At The Movies: Maestro’s Bernstein tribute is beautifully played, Migration a fun frolic

American actor Bradley Cooper stars as Leonard Bernstein in Maestro. PHOTO: NETFLIX

Maestro (M18)

129 minutes, available on Netflix
4 stars

The story: Duetting with diva Lady Gaga in A Star Is Born (2018) was apparently not enough of a musical challenge. For his second round as star-director and co-writer, American actor Bradley Cooper orchestrates an overview of American maestro Leonard Bernstein’s life and loves.

Bernstein was a colossus of 20th-century American culture, a conductor with the New York Philharmonic at 25, and composer of operas, symphonies and the 1957 Broadway musical West Side Story.

His prodigious creativity is ungraspable, and so Maestro is not about his music – despite being scored entirely by his compositions – but a biopic of Bernstein as an equally legendary bon vivant.

Cooper’s striking physical and vocal likeness encompass this carnal vitality.

Bernstein loved company, male and female: The opening scene is of him naked in bed, excitedly drumming on his boyfriend’s (Matt Bomer) bottom as if at a percussion rehearsal.

His great love, though, was his wife and the mother of his three children, Costa Rican actress Felicia Montealegre (played by an incandescent Carey Mulligan).

The movie is a three-decade chronicle of their complicated relationship, dating from their first flirtation at a 1946 New York party. It begins in black and white, like a romantic comedy from Hollywood’s Golden Age, before transitioning into colour, during which time the marriage buckles under the supernova’s self-absorption and flagrant gay dalliances.

“You’re going to die a lonely old queen,” the long-suffering spouse lashes out in a savage spat.

Mulligan’s display of toughness and fragility is a tour de force.

Cooper gives his co-star top billing, but he is the indisputable auteur of this passionate work: his passion for his subject, Bernstein’s for life and music, and the couple’s for each other.

Hot take: This beautifully played tribute to a flawed genius marries artistry and feeling.

Migration (PG)

(From left) Elizabeth Banks, Caspar Jennings, Tresi Gazal and Kumail Nanjiani in Migration. PHOTO: UIP

92 minutes, opens on Dec 28
3 stars

The story: The Mallard family of migratory ducks convinces its anxious father to set out on an epic vacation.
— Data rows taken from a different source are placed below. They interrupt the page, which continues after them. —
//! # HIMS Core
//!
//! Clinical encounter authoring for the hospital front end.
//!
//! This crate contains the consultation record and everything that edits it:
//! - [`ConsultationRecord`] and its six slices (history, examination, diagnosis, orders,
//!   investigations, follow-up)
//! - Section editors that turn operator actions into typed [`SectionChange`] values
//! - [`EncounterSession`], which owns the active patient and record and runs the
//!   start/save/complete lifecycle
//! - [`ValidationGate`], the ordered completion rules, plus non-blocking advisories
//! - [`EncounterStore`], the persistence seam, with an in-memory implementation
//!
//! **No API concerns**: authentication, HTTP, and file uploads belong in `hims-access`,
//! `api-rest`, and `hims-files`.

pub mod change;
pub mod constants;
pub mod editors;
pub mod error;
pub mod patient;
pub mod record;
pub mod session;
pub mod store;
pub mod validation;

pub use change::SectionChange;
pub use editors::AuditStamp;
pub use error::{
    ChangeError, ChangeResult, EditorError, EditorResult, EncounterError, EncounterResult,
};
pub use patient::{Patient, PatientRef};
pub use record::{ConsultationRecord, SectionId};
pub use session::{EncounterSession, SessionState};
pub use store::{EncounterDocument, EncounterStore, InMemoryEncounterStore, StoreError};
pub use validation::{Advisory, AdvisoryKind, ValidationFailure, ValidationGate};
Its well-hatched plan quickly goes awry.

Illumination – the American studio behind the Minions (2015 and 2022) and Sing (2016 and 2021) franchises – may not be an animation brand as well-known as Walt Disney Pictures or Pixar, but its blockbuster streak is unassailable.

The Super Mario Bros Movie earlier in 2023 scored the biggest-ever opening for an animated film.
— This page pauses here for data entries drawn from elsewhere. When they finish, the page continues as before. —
//! Orders slice: medications, investigation orders, general instructions.

use hims_types::NonEmptyText;
use hims_uuid::EntityId;
use serde::{Deserialize, Serialize};

#[derive(Clone, Debug, Default, PartialEq, Eq, Serialize, Deserialize)]
#[serde(rename_all = "camelCase", default)]
pub struct OrdersSlice {
    pub medications: Vec<MedicationOrder>,
    pub investigation_orders: Vec<InvestigationOrder>,
    pub general_instructions: String,
}

#[derive(Clone, Debug, PartialEq, Eq, Serialize, Deserialize)]
#[serde(rename_all = "camelCase")]
pub struct MedicationOrder {
    pub id: EntityId,
    pub name: NonEmptyText,
    #[serde(default)]
    pub dosage: String,
    #[serde(default)]
    pub frequency: String,
    #[serde(default)]
    pub duration: String,
    #[serde(default)]
    pub route: String,
    #[serde(default)]
    pub instructions: String,
}

/// Kind of investigation, shared by orders and the investigation tracker.
#[derive(Clone, Copy, Debug, PartialEq, Eq, Serialize, Deserialize)]
#[serde(rename_all = "kebab-case")]
pub enum InvestigationKind {
    Laboratory,
    Imaging,
    Pathology,
    Other,
}

#[derive(Clone, Copy, Debug, Default, PartialEq, Eq, PartialOrd, Ord, Serialize, Deserialize)]
#[serde(rename_all = "kebab-case")]
pub enum Priority {
    #[default]
    Routine,
    Urgent,
    Stat,
}

#[derive(Clone, Debug, PartialEq, Eq, Serialize, Deserialize)]
#[serde(rename_all = "camelCase")]
pub struct InvestigationOrder {
    pub id: EntityId,
    #[serde(rename = "type")]
    pub kind: InvestigationKind,
    pub name: NonEmptyText,
    #[serde(default)]
    pub urgency: Priority,
    #[serde(default)]
    pub instructions: String,
}

#[derive(Clone, Debug, PartialEq, Eq, Serialize, Deserialize)]
#[serde(tag = "field", content = "value", rename_all = "camelCase")]
pub enum OrdersChange {
    Medications(Vec<MedicationOrder>),
    InvestigationOrders(Vec<InvestigationOrder>),
    GeneralInstructions(String),
}

impl OrdersChange {
    pub const FIELDS: &'static [&'static str] =
        &["medications", "investigationOrders", "generalInstructions"];
}

impl OrdersSlice {
    pub fn with_change(self, change: OrdersChange) -> Self {
        match change {
            OrdersChange::Medications(medications) => Self {
                medications,
                ..self
            },
            OrdersChange::InvestigationOrders(investigation_orders) => Self {
                investigation_orders,
                ..self
            },
            OrdersChange::GeneralInstructions(general_instructions) => Self {
                general_instructions,
                ..self
            },
        }
    }
}

#[cfg(test)]
mod tests {
    use super::*;

    #[test]
    fn medication_defaults_optional_text() {
        let order: MedicationOrder = serde_json::from_value(serde_json::json!({
            "id": "550e8400e29b41d4a716446655440000",
            "name": "Ibuprofen"
        }))
        .unwrap();
        assert!(order.dosage.is_empty());
        assert_eq!(order.name, "Ibuprofen");
    }

    #[test]
    fn investigation_order_uses_type_on_the_wire() {
        let order = InvestigationOrder {
            id: EntityId::new(),
            kind: InvestigationKind::Imaging,
            name: NonEmptyText::new("Head CT").unwrap(),
            urgency: Priority::Urgent,
            instructions: String::new(),
        };
        let json = serde_json::to_value(&order).unwrap();
        assert_eq!(json["type"], "imaging");
        assert_eq!(json["urgency"], "urgent");
    }
}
And Migration will tickle its pre-teen audience with its cute, comical critters and relatable family dynamics.

The Mallard dad (voiced by Kumail Nanjiani) is overprotective, unlike mum (Elizabeth Banks): She shares their adolescent son (Caspar Jennings) and duckling daughter’s (Tresi Gazal) desire for discovery.
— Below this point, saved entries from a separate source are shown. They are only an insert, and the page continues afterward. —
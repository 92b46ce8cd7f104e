//! Endpoint handlers.
//!
//! Every handler that touches an encounter goes through
//! [`AppState::with_consultation`], so the role check cannot be skipped.

use crate::dto::{
    ChangeReq, ChiefComplaintReq, EncounterView, HealthRes, LoginReq, LoginRes, NavigationRes,
    SaveRes, StartEncounterReq, UploadReq, UploadRes,
};
use crate::error::{ApiError, ApiResult};
use crate::state::{session_token, AppState};
use axum::extract::{Path as AxumPath, State};
use axum::http::{header, HeaderMap, StatusCode};
use axum::response::{IntoResponse, Json};
use base64::{engine::general_purpose::STANDARD, Engine as _};
use hims_access::{GuardOutcome, NavigationMenu};
use hims_core::editors::InvestigationsEditor;
use hims_core::record::investigations::Attachment;
use hims_core::EncounterDocument;
use hims_files::{AttachmentFile, UploadError};
use hims_uuid::EntityId;

#[utoipa::path(
    get,
    path = "/health",
    responses(
        (status = 200, description = "Health check response", body = HealthRes)
    )
)]
#[axum::debug_handler]
pub async fn health() -> Json<HealthRes> {
    Json(HealthRes {
        ok: true,
        message: "HIMS REST API is alive".into(),
    })
}

#[utoipa::path(
    post,
    path = "/login",
    request_body = LoginReq,
    responses(
        (status = 200, description = "Signed in", body = LoginRes),
        (status = 401, description = "Invalid username or password")
    )
)]
/// Signs an operator in and opens a workstation for them.
///
/// A failed attempt can be repeated immediately; there is no lockout.
#[axum::debug_handler]
pub async fn login(
    State(state): State<AppState>,
    Json(req): Json<LoginReq>,
) -> ApiResult<Json<LoginRes>> {
    let operator = state
        .directory()
        .authenticate(&req.username, &req.password)?;
    let navigation = NavigationMenu::for_role(state.gate(), operator.role());

    let res = LoginRes {
        username: operator.username().to_owned(),
        display_name: operator.display_name().to_owned(),
        role: operator.role(),
        navigation,
        token: state.sign_in(operator),
    };
    Ok(Json(res))
}

#[utoipa::path(
    post,
    path = "/logout",
    params(("x-session-token" = String, Header, description = "Token from /login")),
    responses(
        (status = 204, description = "Signed out"),
        (status = 401, description = "Not signed in")
    )
)]
#[axum::debug_handler]
pub async fn logout(State(state): State<AppState>, headers: HeaderMap) -> ApiResult<StatusCode> {
    let token = session_token(&headers).ok_or(ApiError::Unauthenticated)?;
    state.sign_out(token)?;
    Ok(StatusCode::NO_CONTENT)
}

#[utoipa::path(
    get,
    path = "/navigation",
    params(("x-session-token" = String, Header, description = "Token from /login")),
    responses(
        (status = 200, description = "Menu entries visible to the operator", body = NavigationRes),
        (status = 401, description = "Not signed in")
    )
)]
#[axum::debug_handler]
pub async fn navigation(
    State(state): State<AppState>,
    headers: HeaderMap,
) -> ApiResult<Json<NavigationRes>> {
    state.with_workstation(&headers, |workstation| {
        let role = workstation.operator.role();
        Ok(Json(NavigationRes {
            role,
            entries: NavigationMenu::for_role(state.gate(), role),
        }))
    })
}

#[utoipa::path(
    get,
    path = "/navigate/{path}",
    params(
        ("path" = String, Path, description = "Route path as typed in the address bar"),
        ("x-session-token" = Option<String>, Header, description = "Token from /login")
    ),
    responses(
        (status = 200, description = "Guard outcome: render, render-public, redirect, or redirect-to-login")
    )
)]
/// Resolves a typed or deep-linked path through the access gate.
///
/// A denied section is answered with a redirect outcome, never an error status.
#[axum::debug_handler]
pub async fn navigate(
    State(state): State<AppState>,
    headers: HeaderMap,
    AxumPath(path): AxumPath<String>,
) -> Json<GuardOutcome> {
    Json(resolve(&state, &headers, &path))
}

#[axum::debug_handler]
pub async fn navigate_home(State(state): State<AppState>, headers: HeaderMap) -> Json<GuardOutcome> {
    Json(resolve(&state, &headers, ""))
}

fn resolve(state: &AppState, headers: &HeaderMap, path: &str) -> GuardOutcome {
    let operator = session_token(headers).and_then(|token| state.operator(token));
    state.gate().navigate(operator.as_ref(), path)
}

#[utoipa::path(
    get,
    path = "/encounter",
    params(("x-session-token" = String, Header, description = "Token from /login")),
    responses(
        (status = 200, description = "Current encounter", body = EncounterView),
        (status = 401, description = "Not signed in"),
        (status = 403, description = "Role may not use the consultation section")
    )
)]
#[axum::debug_handler]
pub async fn encounter(
    State(state): State<AppState>,
    headers: HeaderMap,
) -> ApiResult<Json<EncounterView>> {
    state.with_consultation(&headers, |workstation| {
        Ok(Json(EncounterView::from(&workstation.encounter)))
    })
}

#[utoipa::path(
    post,
    path = "/encounter/start",
    params(("x-session-token" = String, Header, description = "Token from /login")),
    request_body = StartEncounterReq,
    responses(
        (status = 200, description = "Encounter started (or unchanged without a patient)", body = EncounterView),
        (status = 401, description = "Not signed in"),
        (status = 403, description = "Role may not use the consultation section")
    )
)]
/// Selects a patient. Any open encounter is discarded, unsaved edits included.
#[axum::debug_handler]
pub async fn start_encounter(
    State(state): State<AppState>,
    headers: HeaderMap,
    Json(req): Json<StartEncounterReq>,
) -> ApiResult<Json<EncounterView>> {
    state.with_consultation(&headers, |workstation| {
        if req.patient.is_some() {
            state.renew_if_completed(workstation);
        }
        workstation.encounter.start(req.patient)?;
        Ok(Json(EncounterView::from(&workstation.encounter)))
    })
}

#[utoipa::path(
    post,
    path = "/encounter/changes",
    params(("x-session-token" = String, Header, description = "Token from /login")),
    request_body = ChangeReq,
    responses(
        (status = 200, description = "Change applied", body = EncounterView),
        (status = 400, description = "Unknown field or invalid value"),
        (status = 409, description = "No active encounter")
    )
)]
#[axum::debug_handler]
pub async fn apply_change(
    State(state): State<AppState>,
    headers: HeaderMap,
    Json(req): Json<ChangeReq>,
) -> ApiResult<Json<EncounterView>> {
    state.with_consultation(&headers, |workstation| {
        workstation
            .encounter
            .apply_raw(req.section, &req.field, req.value)?;
        Ok(Json(EncounterView::from(&workstation.encounter)))
    })
}

#[utoipa::path(
    put,
    path = "/encounter/chief-complaint",
    params(("x-session-token" = String, Header, description = "Token from /login")),
    request_body = ChiefComplaintReq,
    responses(
        (status = 200, description = "Chief complaint and present illness updated", body = EncounterView),
        (status = 409, description = "No active encounter")
    )
)]
#[axum::debug_handler]
pub async fn update_chief_complaint(
    State(state): State<AppState>,
    headers: HeaderMap,
    Json(req): Json<ChiefComplaintReq>,
) -> ApiResult<Json<EncounterView>> {
    state.with_consultation(&headers, |workstation| {
        workstation.encounter.update_chief_complaint(&req.text)?;
        Ok(Json(EncounterView::from(&workstation.encounter)))
    })
}

#[utoipa::path(
    post,
    path = "/encounter/save",
    params(("x-session-token" = String, Header, description = "Token from /login")),
    responses(
        (status = 200, description = "Draft saved, or nothing to save", body = SaveRes),
        (status = 500, description = "Internal server error")
    )
)]
#[axum::debug_handler]
pub async fn save_encounter(
    State(state): State<AppState>,
    headers: HeaderMap,
) -> ApiResult<Json<SaveRes>> {
    state.with_consultation(&headers, |workstation| {
        let saved = workstation.encounter.save()?;
        Ok(Json(SaveRes {
            saved,
            encounter: EncounterView::from(&workstation.encounter),
        }))
    })
}

#[utoipa::path(
    post,
    path = "/encounter/complete",
    params(("x-session-token" = String, Header, description = "Token from /login")),
    responses(
        (status = 200, description = "Encounter completed; body is the committed document"),
        (status = 409, description = "No active encounter"),
        (status = 422, description = "A completion rule failed; body names the rule and section")
    )
)]
#[axum::debug_handler]
pub async fn complete_encounter(
    State(state): State<AppState>,
    headers: HeaderMap,
) -> ApiResult<Json<EncounterDocument>> {
    state.with_consultation(&headers, |workstation| {
        Ok(Json(workstation.encounter.complete()?))
    })
}

#[utoipa::path(
    post,
    path = "/attachments",
    params(("x-session-token" = String, Header, description = "Token from /login")),
    request_body = UploadReq,
    responses(
        (status = 200, description = "File uploaded", body = UploadRes),
        (status = 400, description = "Empty file or invalid base64"),
        (status = 404, description = "Unknown investigation"),
        (status = 413, description = "File too large"),
        (status = 415, description = "Unsupported or mismatched media type")
    )
)]
/// Checks and uploads a file, then attaches it to an investigation result if one is named.
///
/// The attachment is added against the record as it is once the upload resolves. A rejected
/// file leaves the record untouched.
#[axum::debug_handler]
pub async fn upload_attachment(
    State(state): State<AppState>,
    headers: HeaderMap,
    Json(req): Json<UploadReq>,
) -> ApiResult<Json<UploadRes>> {
    state.with_consultation(&headers, |_| Ok(()))?;

    let bytes = STANDARD
        .decode(req.content.trim())
        .map_err(|e| ApiError::BadRequest(format!("content is not valid base64: {e}")))?;
    let file = AttachmentFile::new(req.file_name, req.media_type.trim().to_ascii_lowercase(), bytes);
    state.upload_policy().check(&file)?;

    let url = state.attachments().upload(&file).await?;

    let Some(investigation_id) = req.investigation_id else {
        return Ok(Json(UploadRes {
            url,
            attachment: None,
            encounter: None,
        }));
    };

    let attachment = Attachment {
        id: EntityId::new(),
        url: url.clone(),
        file_name: file.file_name,
        media_type: file.media_type,
    };
    let encounter = state.with_consultation(&headers, |workstation| {
        workstation.encounter.edit(|record| {
            InvestigationsEditor::new(&record.investigations)
                .attach(investigation_id, attachment.clone())
        })?;
        Ok(EncounterView::from(&workstation.encounter))
    })?;

    Ok(Json(UploadRes {
        url,
        attachment: Some(attachment),
        encounter: Some(encounter),
    }))
}

#[utoipa::path(
    get,
    path = "/files/sha256/{hash}",
    params(("hash" = String, Path, description = "Lowercase hex SHA-256 of the content")),
    responses(
        (status = 200, description = "Stored file content"),
        (status = 400, description = "Malformed hash"),
        (status = 404, description = "Nothing stored under this hash")
    )
)]
/// Serves a file from the content store. Only routed when the content store is in use.
#[axum::debug_handler]
pub async fn stored_file(
    State(state): State<AppState>,
    AxumPath(hash): AxumPath<String>,
) -> ApiResult<impl IntoResponse> {
    let store = state
        .file_store()
        .ok_or_else(|| UploadError::NotFound(hash.clone()))?;
    let bytes = store.read(&hash).await?;
    let media_type = infer::get(&bytes)
        .map(|kind| kind.mime_type())
        .unwrap_or("application/octet-stream");
    Ok(([(header::CONTENT_TYPE, media_type)], bytes))
}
Hence, the brood migrate from their provincial New England pond to Jamaica for the winter in a travelogue of episodic adventures.

They survive thunderstorms and a pair of sinister herons that would frighten Japanese film-maker Hayao Miyazaki (The Boy And The Heron, 2023).

More hazards await when they lose their way in a New York City of rats, garbage and construction din.

The detailed visuals are by French director Benjamin Renner of the Oscar-nominated Ernest & Celestine (2012).

As for the wacky personalities, such as the leader of a local pigeon gang voiced by Awkwafina, they are a signature of writer Mike White, creator of the award-winning HBO satirical series The White Lotus (2021 to present).

Most flamboyant is a homesick Jamaican parrot (Keegan-Michael Key) caged in a Manhattan restaurant.

There are spills, thrills and merry antics as the Mallards’ daring mission to free him runs a-fowl of a demon chef arch-nemesis (Boris Rehlinger), who wants to serve them up as duck a l’Orange.

Hot take: Colourful fun, although for a fable about spreading one’s wings, this frolic is PG-conventional.